::: Records for processing :::

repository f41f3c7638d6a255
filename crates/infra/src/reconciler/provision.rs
use tracing::info;

use onboard_core::Resource;
use onboard_observability::Metric;
use onboard_signup::{FailureReason, SignupRequest, StatusUpdate, UserAccount, UserTier};

use super::{ReconcileError, SignupReconciler};
use crate::store::StateStore;

impl<S: StateStore> SignupReconciler<S> {
    /// Create the user account for an approved signup.
    ///
    /// The target cluster is remembered on the signup first so that a later
    /// re-provisioning lands on the same cluster.
    pub(super) fn provision_account(
        &self,
        signup: &mut SignupRequest,
        target_cluster: &str,
        tier: &UserTier,
    ) -> Result<(), ReconcileError> {
        if signup.last_target_cluster() != Some(target_cluster) {
            signup.set_last_target_cluster(target_cluster);
            match self.store.update(signup) {
                Ok(stored) => *signup = stored,
                Err(err) => {
                    return Err(self.fail(
                        signup,
                        &[StatusUpdate::Failed(FailureReason::FailedToUpdateAnnotation)],
                        err,
                    ));
                }
            }
        }

        let username = match self.allocate_username(signup) {
            Ok(username) => username,
            Err(err) => {
                return Err(self.fail(
                    signup,
                    &[StatusUpdate::Failed(FailureReason::UnableToCreateUserAccount)],
                    err,
                ));
            }
        };

        let account = UserAccount::for_signup(&username, signup, target_cluster, tier.name());
        info!(record = %username, "creating user account");
        if let Err(err) = self.store.create(&account) {
            return Err(self.fail(
                signup,
                &[StatusUpdate::Failed(FailureReason::UnableToCreateUserAccount)],
                err,
            ));
        }

        self.metrics
            .increment(Metric::UserAccounts, Some(self.email_domain(signup)));
        info!(record = %username, target_cluster, "created user account");
        Ok(())
    }
}
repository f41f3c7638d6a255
//! Resource contract for every object kind held by the state store.

use serde::{Serialize, de::DeserializeOwned};

use crate::meta::{ObjectMeta, OwnerReference};

/// A named, persisted object kind.
///
/// This is intentionally small: the store only needs a stable kind name and
/// access to metadata. Everything else is the kind's own business.
pub trait Resource: Clone + core::fmt::Debug + Serialize + DeserializeOwned + Send + Sync + 'static {
    /// Stable kind identifier (e.g. `"SignupRequest"`).
    const KIND: &'static str;

    fn meta(&self) -> &ObjectMeta;

    fn meta_mut(&mut self) -> &mut ObjectMeta;

    fn name(&self) -> &str {
        &self.meta().name
    }

    /// Build a controller owner reference pointing at this object.
    ///
    /// Returns `None` until the object has been persisted (no uid yet).
    fn controller_reference(&self) -> Option<OwnerReference> {
        self.meta().uid.map(|uid| OwnerReference {
            kind: Self::KIND.to_string(),
            name: self.name().to_string(),
            uid,
            controller: true,
        })
    }
}
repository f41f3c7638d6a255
use tracing::info;

use onboard_core::DomainError;
use onboard_signup::{BanRecord, FailureReason, SignupRequest, StatusUpdate, is_valid_email_hash};

use super::{ReconcileError, SignupReconciler};
use crate::store::StateStore;

impl<S: StateStore> SignupReconciler<S> {
    /// Whether a ban applies to the signup's email.
    ///
    /// Bans are looked up by the indexed hash and confirmed by literal email
    /// equality. The hash label itself must match the email; a mismatch fails
    /// the attempt even when no ban was found.
    pub(super) fn is_banned(&self, signup: &mut SignupRequest) -> Result<bool, ReconcileError> {
        let identity = signup
            .identity()
            .map(|id| (id.email.to_string(), id.email_hash.to_string()));
        let (email, hash) = match identity {
            Ok(identity) => identity,
            Err(DomainError::MissingAnnotation(key)) => {
                return Err(self.fail(
                    signup,
                    &[StatusUpdate::Failed(FailureReason::MissingUserEmailAnnotation)],
                    ReconcileError::MissingEmailAnnotation(key),
                ));
            }
            Err(DomainError::MissingLabel(key)) => {
                return Err(self.fail(
                    signup,
                    &[StatusUpdate::Failed(FailureReason::MissingEmailHash)],
                    ReconcileError::MissingEmailHashLabel(key),
                ));
            }
            Err(other) => return Err(other.into()),
        };

        let bans: Vec<BanRecord> = match self.store.list(&BanRecord::selector_for_hash(&hash)) {
            Ok(bans) => bans,
            Err(err) => {
                return Err(self.fail(
                    signup,
                    &[StatusUpdate::Failed(FailureReason::FailedToReadBannedUsers)],
                    err,
                ));
            }
        };
        let banned = bans.iter().any(|ban| ban.applies_to(&email));

        if !is_valid_email_hash(&email, &hash) {
            return Err(self.fail(
                signup,
                &[StatusUpdate::Failed(FailureReason::InvalidEmailHash)],
                ReconcileError::InvalidEmailHash(hash),
            ));
        }

        if banned {
            info!("signup email is banned");
        }
        Ok(banned)
    }
}
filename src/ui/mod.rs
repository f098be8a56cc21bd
//! TUI 层：Ratatui + crossterm，主循环（app）、事件（event）、渲染（render）

pub mod app;
pub mod event;
pub mod render;

pub use app::run_app;
pub use event::EventHandler;
pub use render::draw;
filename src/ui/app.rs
//! TUI 应用主循环
//!
//! 进入全屏/原始模式，轮询 state_rx、notice_rx 与键盘事件，将用户输入转为 Command 发送给编排器，
//! 每帧用 draw 渲染 UiState、输入缓冲与当前提示。请求在途时输入框锁定，只能滚动与退出。

use std::io::{self, Stdout};
use std::time::{Duration, Instant};

use crossterm::event::KeyCode;
use crossterm::{
    event::{DisableMouseCapture, EnableMouseCapture},
    execute,
    terminal::{disable_raw_mode, enable_raw_mode, EnterAlternateScreen, LeaveAlternateScreen},
};
use ratatui::{backend::CrosstermBackend, Terminal};
use tokio::sync::{broadcast, mpsc, watch};

use crate::core::{Command, Notice, UiState};
use crate::ui::event::{AppEvent, EventHandler};
use crate::ui::render::draw;

/// 输入非空白时取出并清空缓冲；全空白时保持原样（与提交按钮禁用一致）
fn take_submission(input_buffer: &mut String) -> Option<String> {
    if input_buffer.trim().is_empty() {
        return None;
    }
    Some(std::mem::take(input_buffer))
}

/// 一次性提示：显示 ttl 后自动消失
struct ActiveNotice {
    text: String,
    shown_at: Instant,
}

/// 运行 TUI：启用原始模式与全屏，循环 poll 事件 + 渲染，退出时恢复终端
pub async fn run_app(
    mut state_rx: watch::Receiver<UiState>,
    mut notice_rx: broadcast::Receiver<Notice>,
    cmd_tx: mpsc::UnboundedSender<Command>,
    notice_ttl: Duration,
) -> anyhow::Result<()> {
    enable_raw_mode()?;
    let mut stdout = io::stdout();
    execute!(stdout, EnterAlternateScreen, EnableMouseCapture)?;
    let backend = CrosstermBackend::new(stdout);
    let mut terminal = Terminal::new(backend)?;

    let event_handler = EventHandler::new(cmd_tx);
    let mut input_buffer = String::new();
    let mut conversation_scroll = 0usize;
    let mut active_notice: Option<ActiveNotice> = None;

    loop {
        // 对话记录或锁状态变化时滚动到最新一条
        if state_rx.has_changed().unwrap_or(false) {
            conversation_scroll = usize::MAX;
        }
        let state = state_rx.borrow_and_update().clone();

        loop {
            match notice_rx.try_recv() {
                Ok(notice) => {
                    tracing::debug!(id = notice.id, "Showing notice");
                    active_notice = Some(ActiveNotice {
                        text: notice.text,
                        shown_at: Instant::now(),
                    });
                }
                Err(broadcast::error::TryRecvError::Lagged(n)) => {
                    tracing::warn!("Dropped {} notices", n);
                }
                Err(_) => break,
            }
        }
        if active_notice
            .as_ref()
            .is_some_and(|n| n.shown_at.elapsed() >= notice_ttl)
        {
            active_notice = None;
        }

        if let Ok(Some(ev)) = event_handler.poll() {
            match ev {
                AppEvent::Command(Command::Quit) => break,
                AppEvent::Command(_) => {}
                AppEvent::ClearInput => input_buffer.clear(),
                AppEvent::Key(key) => match key.code {
                    KeyCode::Enter if !state.input_locked => {
                        if let Some(input) = take_submission(&mut input_buffer) {
                            if matches!(
                                input.trim().to_lowercase().as_str(),
                                "/exit" | "/quit"
                            ) {
                                break;
                            }
                            active_notice = None;
                            event_handler.send_submit(input);
                        }
                    }
                    KeyCode::Backspace if !state.input_locked => {
                        input_buffer.pop();
                    }
                    KeyCode::Char(c) if !state.input_locked => {
                        input_buffer.push(c);
                    }
                    KeyCode::Up => {
                        conversation_scroll = conversation_scroll.saturating_sub(1);
                    }
                    KeyCode::Down => {
                        conversation_scroll = conversation_scroll.saturating_add(1);
                    }
                    KeyCode::PageUp => {
                        conversation_scroll = conversation_scroll.saturating_sub(10);
                    }
                    KeyCode::PageDown => {
                        conversation_scroll = conversation_scroll.saturating_add(10);
                    }
                    KeyCode::Home => {
                        conversation_scroll = 0;
                    }
                    KeyCode::End => {
                        conversation_scroll = usize::MAX;
                    }
                    _ => {}
                },
            }
        }

        let mut scroll_info = (0usize, 0usize);
        let notice_text = active_notice.as_ref().map(|n| n.text.as_str());
        terminal.draw(|f| {
            draw(
                f,
                &state,
                &input_buffer,
                notice_text,
                conversation_scroll,
                &mut scroll_info,
            );
        })?;
        let (total_lines, viewport_height) = scroll_info;
        let max_scroll = total_lines.saturating_sub(viewport_height);
        conversation_scroll = conversation_scroll.min(max_scroll);

        tokio::task::yield_now().await;
    }

    restore_terminal(&mut terminal)?;
    Ok(())
}

fn restore_terminal(terminal: &mut Terminal<CrosstermBackend<Stdout>>) -> anyhow::Result<()> {
    disable_raw_mode()?;
    execute!(
        terminal.backend_mut(),
        LeaveAlternateScreen,
        DisableMouseCapture
    )?;
    terminal.show_cursor()?;
    Ok(())
}
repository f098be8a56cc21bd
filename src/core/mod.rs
//! 核心层：错误类型、会话状态、请求生命周期、状态投影、主控循环

pub mod error;
pub mod lifecycle;
pub mod orchestrator;
pub mod session;
pub mod state;

pub use error::{ChatError, SkipReason};
pub use lifecycle::{submit_turn, TurnOutcome};
pub use orchestrator::{create_chat, spawn_chat, ChatHandles, Command};
pub use session::{ChatSession, InFlightGuard};
pub use state::{Notice, TurnPhase, UiState};
//! 对话接口层：传输抽象、请求/响应结构、响应分类
//!
//! 所有传输实现（reqwest HTTP / Mock）实现 ChatApi：发送一次请求并返回状态码与完整原始文本，
//! 解析与分类统一交给 classify_response。

pub mod classify;
pub mod http;
pub mod mock;
pub mod types;

use std::sync::Arc;

use async_trait::async_trait;

use crate::config::AppConfig;
use crate::core::ChatError;

pub use classify::classify_response;
pub use http::HttpChatApi;
pub use mock::MockChatApi;
pub use types::{ChatRequest, ChatResponse, ErrorBody, RawResponse, TokenUsage};

/// 对话接口传输 trait：单次 POST，不重试；Err 只表示传输层异常
#[async_trait]
pub trait ChatApi: Send + Sync {
    async fn post_chat(&self, request: &ChatRequest) -> Result<RawResponse, ChatError>;
}

/// 根据配置选择传输实现（http / mock）
pub fn create_api_from_config(cfg: &AppConfig) -> Result<Arc<dyn ChatApi>, ChatError> {
    match cfg.api.provider.to_lowercase().as_str() {
        "http" => {
            tracing::info!("Using HTTP chat endpoint ({})", cfg.api.endpoint);
            Ok(Arc::new(HttpChatApi::from_config(&cfg.api)?))
        }
        "mock" => {
            tracing::warn!("Using mock chat transport, replies are echoed locally");
            Ok(Arc::new(MockChatApi::new()))
        }
        other => Err(ChatError::Config(format!(
            "Unsupported api provider: {}",
            other
        ))),
    }
}
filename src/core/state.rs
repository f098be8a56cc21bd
//! 状态定义：UiState 投影与 Notice
//!
//! UI 只持有轻量的 UiState（阶段、历史、锁、会话标识）；完整状态由 ChatSession 维护并投影到 UiState。

use crate::memory::Message;

/// UI 看到的「投影」状态，轻量且易于渲染
#[derive(Clone, Debug, Default)]
pub struct UiState {
    pub phase: TurnPhase,
    pub history: Vec<Message>,
    pub conversation_id: Option<String>,
    pub input_locked: bool,
    /// 本会话累计消耗的 token
    pub total_tokens: u64,
}

/// 单轮阶段：Idle → Submitting → (成功 / 已报告失败) → Idle
#[derive(Clone, Copy, Debug, Default, PartialEq, Eq)]
pub enum TurnPhase {
    #[default]
    Idle,
    Submitting,
}

/// 一次性提示（每个失败的轮次恰好一条）；id 单调递增，相同文本的重复失败也能区分
#[derive(Clone, Debug, PartialEq, Eq)]
pub struct Notice {
    pub id: u64,
    pub text: String,
}
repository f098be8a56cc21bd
//! 会话状态：消息日志、会话标识与「进行中」标志
//!
//! 渲染所用对话记录与上下文延续标识的唯一来源。只由请求生命周期管理与用户输入修改；
//! 每次修改都会向观察者推送一份 UiState 快照，触发重绘并滚动到最新一条。

use std::sync::atomic::{AtomicBool, Ordering};
use std::sync::Arc;

use tokio::sync::watch;

use crate::core::{ChatError, TurnPhase, UiState};
use crate::memory::{Message, Role, Transcript};

/// 单个对话会话；多个会话互不影响
#[derive(Debug, Default)]
pub struct ChatSession {
    transcript: Transcript,
    conversation_id: Option<String>,
    in_flight: Arc<AtomicBool>,
    total_tokens: u64,
    observer: Option<watch::Sender<UiState>>,
}

impl ChatSession {
    pub fn new() -> Self {
        Self::default()
    }

    /// 挂接状态观察者（通常是 UI 的 watch 通道）
    pub fn with_observer(mut self, observer: watch::Sender<UiState>) -> Self {
        self.observer = Some(observer);
        self.publish();
        self
    }

    pub fn messages(&self) -> &[Message] {
        self.transcript.messages()
    }

    pub fn conversation_id(&self) -> Option<&str> {
        self.conversation_id.as_deref()
    }

    pub fn is_in_flight(&self) -> bool {
        self.in_flight.load(Ordering::SeqCst)
    }

    pub fn total_tokens(&self) -> u64 {
        self.total_tokens
    }

    /// 追加一条消息；用户消息不允许为空，其余不做校验
    pub fn append_message(
        &mut self,
        role: Role,
        content: impl Into<String>,
        timestamp: impl Into<String>,
    ) -> Result<(), ChatError> {
        let content = content.into();
        if role == Role::User && content.trim().is_empty() {
            return Err(ChatError::EmptyMessage);
        }
        self.transcript.push(Message {
            role,
            content,
            timestamp: timestamp.into(),
        });
        self.publish();
        Ok(())
    }

    /// 无条件替换为最近一次成功响应中的标识
    pub fn set_conversation_id(&mut self, id: impl Into<String>) {
        self.conversation_id = Some(id.into());
        self.publish();
    }

    pub fn record_usage(&mut self, total_tokens: u64) {
        self.total_tokens = self.total_tokens.saturating_add(total_tokens);
    }

    /// 尝试开始一轮：已有请求在途时返回 None。
    /// 返回的守卫在 Drop 时清除标志，覆盖所有退出路径（包括 panic）。
    pub fn try_begin_turn(&self) -> Option<InFlightGuard> {
        self.in_flight
            .compare_exchange(false, true, Ordering::SeqCst, Ordering::SeqCst)
            .ok()
            .map(|_| InFlightGuard {
                flag: self.in_flight.clone(),
            })
    }

    /// 当前状态的 UI 投影
    pub fn snapshot(&self) -> UiState {
        let in_flight = self.is_in_flight();
        UiState {
            phase: if in_flight {
                TurnPhase::Submitting
            } else {
                TurnPhase::Idle
            },
            history: self.transcript.messages().to_vec(),
            conversation_id: self.conversation_id.clone(),
            input_locked: in_flight,
            total_tokens: self.total_tokens,
        }
    }

    /// 向观察者推送快照；没有接收端时也更新通道中的值
    pub fn publish(&self) {
        if let Some(observer) = &self.observer {
            observer.send_replace(self.snapshot());
        }
    }
}

/// 「进行中」标志的作用域守卫
#[derive(Debug)]
pub struct InFlightGuard {
    flag: Arc<AtomicBool>,
}

impl Drop for InFlightGuard {
    fn drop(&mut self) {
        self.flag.store(false, Ordering::SeqCst);
    }
}
//! 对话接口的请求 / 响应结构

use serde::{Deserialize, Serialize};

/// 发往对话接口的请求体；conversation_id 未持有时整个字段省略（不是 null）
#[derive(Debug, Clone, PartialEq, Eq, Serialize, Deserialize)]
pub struct ChatRequest {
    pub message: String,
    #[serde(default, skip_serializing_if = "Option::is_none")]
    pub conversation_id: Option<String>,
}

impl ChatRequest {
    pub fn new(message: impl Into<String>, conversation_id: Option<&str>) -> Self {
        Self {
            message: message.into(),
            conversation_id: conversation_id.map(String::from),
        }
    }
}

/// Token 用量（只做累计展示）
#[derive(Debug, Clone, Default, PartialEq, Eq, Serialize, Deserialize)]
pub struct TokenUsage {
    #[serde(default)]
    pub total_tokens: u64,
}

/// 成功响应（HTTP 2xx）
#[derive(Debug, Clone, PartialEq, Eq, Serialize, Deserialize)]
pub struct ChatResponse {
    pub response: String,
    pub conversation_id: String,
    pub created_at: String,
    #[serde(default)]
    pub token_usage: TokenUsage,
}

/// 错误响应（非 2xx），尽力解析；detail 可能不是字符串（如校验错误列表）
#[derive(Debug, Clone, Default, Deserialize)]
pub struct ErrorBody {
    #[serde(default)]
    pub detail: Option<serde_json::Value>,
    #[serde(default)]
    pub message: Option<serde_json::Value>,
}

/// 传输层返回的原始响应：状态码 + 完整的原始文本
#[derive(Debug, Clone, PartialEq, Eq)]
pub struct RawResponse {
    pub status: u16,
    pub body: String,
}

impl RawResponse {
    pub fn new(status: u16, body: impl Into<String>) -> Self {
        Self {
            status,
            body: body.into(),
        }
    }

    pub fn is_success(&self) -> bool {
        (200..300).contains(&self.status)
    }
}
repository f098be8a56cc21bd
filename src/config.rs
//! 应用配置：从 config/default.toml 与环境变量加载
//!
//! 加载顺序：先读 TOML 文件，再用环境变量 `BEE_CHAT__*` 覆盖（双下划线表示嵌套，如 `BEE_CHAT__API__ENDPOINT=...`）。

use std::path::PathBuf;

use serde::Deserialize;

/// 应用配置根（对应 config/default.toml 的顶层）
#[derive(Debug, Clone, Default, Deserialize)]
#[serde(default)]
pub struct AppConfig {
    #[serde(default)]
    pub app: AppSection,
    #[serde(default)]
    pub api: ApiSection,
    #[serde(default)]
    pub ui: UiSection,
}

/// [app] 段：日志文件
#[derive(Debug, Clone, Deserialize)]
pub struct AppSection {
    /// TUI 占用终端，日志默认写文件；显式设为空字符串时写 stderr
    #[serde(default = "default_log_file")]
    pub log_file: Option<PathBuf>,
}

impl Default for AppSection {
    fn default() -> Self {
        Self {
            log_file: default_log_file(),
        }
    }
}

fn default_log_file() -> Option<PathBuf> {
    Some(PathBuf::from("bee-chat.log"))
}

/// [api] 段：传输选择、对话端点、可选超时
#[derive(Debug, Clone, Deserialize)]
pub struct ApiSection {
    /// 传输：http / mock
    #[serde(default = "default_provider")]
    pub provider: String,
    #[serde(default = "default_endpoint")]
    pub endpoint: String,
    /// 请求超时（秒）；不设置时沿用传输层默认
    #[serde(default)]
    pub request_timeout_secs: Option<u64>,
}

impl Default for ApiSection {
    fn default() -> Self {
        Self {
            provider: default_provider(),
            endpoint: default_endpoint(),
            request_timeout_secs: None,
        }
    }
}

fn default_provider() -> String {
    "http".to_string()
}

fn default_endpoint() -> String {
    "http://localhost:8000/api/v1/chat".to_string()
}

/// [ui] 段
#[derive(Debug, Clone, Deserialize)]
pub struct UiSection {
    /// 错误提示的显示时长（秒）
    #[serde(default = "default_notice_secs")]
    pub notice_secs: u64,
}

impl Default for UiSection {
    fn default() -> Self {
        Self {
            notice_secs: default_notice_secs(),
        }
    }
}

fn default_notice_secs() -> u64 {
    4
}

/// 从 config 目录加载配置，环境变量 BEE_CHAT__* 可覆盖
///
/// 1. 按顺序查找 config/default.toml、../config/default.toml、default.toml，找到则作为第一源
/// 2. 若传入 config_path 且文件存在，则追加该文件（可覆盖前面的键）
/// 3. 最后叠加环境变量 BEE_CHAT__*（双下划线表示嵌套键）
pub fn load_config(config_path: Option<PathBuf>) -> Result<AppConfig, config::ConfigError> {
    let mut builder = config::Config::builder();

    let default_names = ["config/default", "../config/default", "default"];
    for name in default_names {
        let path = format!("{}.toml", name);
        if std::path::Path::new(&path).exists() {
            builder = builder.add_source(config::File::with_name(name).required(false));
            break;
        }
    }

    if let Some(ref path) = config_path {
        if path.exists() {
            builder = builder.add_source(config::File::from(path.clone()).required(false));
        }
    }

    builder = builder.add_source(
        config::Environment::with_prefix("BEE_CHAT")
            .separator("__")
            .try_parsing(true),
    );

    let c = builder.build()?;
    let mut cfg: AppConfig = c.try_deserialize()?;
    if cfg
        .app
        .log_file
        .as_ref()
        .is_some_and(|p| p.as_os_str().is_empty())
    {
        cfg.app.log_file = None;
    }
    Ok(cfg)
}

#[cfg(test)]
mod tests {
    use super::*;
    use std::io::Write;

    #[test]
    fn test_defaults() {
        let cfg = AppConfig::default();
        assert_eq!(cfg.api.provider, "http");
        assert_eq!(cfg.api.endpoint, "http://localhost:8000/api/v1/chat");
        assert_eq!(cfg.api.request_timeout_secs, None);
        assert_eq!(cfg.ui.notice_secs, 4);
        assert_eq!(cfg.app.log_file, Some(PathBuf::from("bee-chat.log")));
    }

    #[test]
    fn test_load_from_explicit_file() {
        let mut file = tempfile::Builder::new().suffix(".toml").tempfile().unwrap();
        writeln!(
            file,
            r#"
[api]
provider = "mock"
endpoint = "http://example.test/chat"
request_timeout_secs = 30

[ui]
notice_secs = 9
"#
        )
        .unwrap();

        let cfg = load_config(Some(file.path().to_path_buf())).unwrap();
        assert_eq!(cfg.api.provider, "mock");
        assert_eq!(cfg.api.endpoint, "http://example.test/chat");
        assert_eq!(cfg.api.request_timeout_secs, Some(30));
        assert_eq!(cfg.ui.notice_secs, 9);
    }

    #[test]
    fn test_partial_file_keeps_section_defaults() {
        let mut file = tempfile::Builder::new().suffix(".toml").tempfile().unwrap();
        writeln!(file, "[app]\nlog_file = \"demo.log\"").unwrap();

        let cfg = load_config(Some(file.path().to_path_buf())).unwrap();
        assert_eq!(cfg.app.log_file, Some(PathBuf::from("demo.log")));
        assert_eq!(cfg.api.provider, "http");
        assert_eq!(cfg.ui.notice_secs, 4);
    }
}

:::

| Aim of the task |
Repeat, exactly and only, the lines from the beginning of the material through the line that contains "Ok(stored) => *signup".

| Task solution |
repository f41f3c7638d6a255
filename crates/infra/src/reconciler/provision.rs
use tracing::info;

use onboard_core::Resource;
use onboard_observability::Metric;
use onboard_signup::{FailureReason, SignupRequest, StatusUpdate, UserAccount, UserTier};

use super::{ReconcileError, SignupReconciler};
use crate::store::StateStore;

impl<S: StateStore> SignupReconciler<S> {
    /// Create the user account for an approved signup.
    ///
    /// The target cluster is remembered on the signup first so that a later
    /// re-provisioning lands on the same cluster.
    pub(super) fn provision_account(
        &self,
        signup: &mut SignupRequest,
        target_cluster: &str,
        tier: &UserTier,
    ) -> Result<(), ReconcileError> {
        if signup.last_target_cluster() != Some(target_cluster) {
            signup.set_last_target_cluster(target_cluster);
            match self.store.update(signup) {
                Ok(stored) => *signup = stored,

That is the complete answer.